The Facebook-organised protest challenges new regulations restricting online pornography

Parliament’s strangest protest: The mass face sit-in

Parliament’s strangest protest: The mass face sit-in

Parliament faced one of its most bizarre protests this lunchtime as liberal-minded campaigners demonstrated against pornographic censorship by sitting on each other's faces.

Dozens of fully-clothed men and women placed their crotches in contact with willing partners in protest against new pornography regulations, which came into force last week.

Once the assembled participants had gotten into position, they sang Monty Python's Sit On My Face song.

The protest against the 'sexist porn law' had a distinctly feminist streak. Many accused those behind the Audiovisual Media Services Regulations 2014 of a misogynistic view of which kind of pornography is deemed acceptable on 'TV-like' services.

While facesitting is set to be banned, the alternative form of male-on-female oral sex continues to be permitted.

Female ejaculate is banned under the new rules, but male ejaculate is allowed. This is because it is deemed too close to another banned sexual practice, urolagnia.

The rules are the product of the Authority for Television On Demand, which was created following EU regulations on TV-on-demand services like iPlayer or 4oD. No other

European country created a separate regulator in response to the change.

Critics now say the authority is over-reaching its powers in a bid to close down the UK porn industry.

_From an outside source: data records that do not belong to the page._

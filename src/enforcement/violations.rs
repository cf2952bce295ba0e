//! Policy violations reported when a submission is gated.

use serde::{Deserialize, Serialize};
use thiserror::Error;

/// A single reason a registration submission is refused.
#[derive(Debug, Clone, Error, PartialEq, Eq, Serialize, Deserialize)]
#[serde(tag = "kind", rename_all = "snake_case")]
pub enum PolicyViolation {
    #[error("Password rule '{rule}' not met: {description}")]
    RuleFailed { rule: String, description: String },

    #[error("Password confirmation is empty")]
    ConfirmationMissing,

    #[error("Password confirmation does not match")]
    ConfirmationMismatch,
}

impl PolicyViolation {
    /// True for violations caused by the confirmation field.
    pub fn is_confirmation(&self) -> bool {
        matches!(self, Self::ConfirmationMissing | Self::ConfirmationMismatch)
    }
}
//! Signup Guard: a pure password policy validator for registration forms
//!
//! Signup Guard is built on the "pure core, imperative shell" philosophy.
//! The policy logic is a set of pure functions with no side effects, while
//! the registration page's event handling lives in a thin adapter that only
//! turns field values into render models.
//!
//! # Core Concepts
//!
//! - **Rule**: a named pure predicate over the password
//! - **Rule set**: the fixed, ordered list of rules shown to the user
//! - **Tri-state match**: the confirmation is undetermined, a match or a mismatch
//! - **Allowed**: every rule passes and the confirmation matches
//!
//! Rules are cosmetic: they guide the user, the server still decides.
//!
//! # Example
//!
//! ```rust
//! use signup_guard::core::{evaluate, MatchState};
//!
//! let evaluation = evaluate("Passw0rd!", "Passw0rd!");
//! assert!(evaluation.outcomes().iter().all(|o| o.passed));
//! assert_eq!(evaluation.match_state(), MatchState::Match);
//! assert!(evaluation.allowed());
//!
//! let evaluation = evaluate("", "");
//! assert!(evaluation.outcomes().iter().all(|o| !o.passed));
//! assert_eq!(evaluation.match_state(), MatchState::Undetermined);
//! assert!(!evaluation.allowed());
//! ```

pub mod builder;
pub mod config;
pub mod core;
pub mod enforcement;
pub mod form;

// Re-export commonly used types
pub use builder::{BuildError, PolicyBuilder};
pub use config::{ConfigError, PolicyConfig};
pub use crate::core::{evaluate, Evaluation, MatchState, PasswordPolicy, PasswordRule, RuleSet};
pub use enforcement::PolicyViolation;
pub use form::{RegistrationForm, SubmitDecision};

But opponents of pornography so far have had the upper hand. The prime minister has insisted on an opt-in adult filter for internet providers and there is considerable support in parliament for curbs on access to porn.

Campaigners say the government has no right to interfere with what people choose to watch and that the rules favour mainstream, male-centric pornography at the expense of material designed for minority interest groups.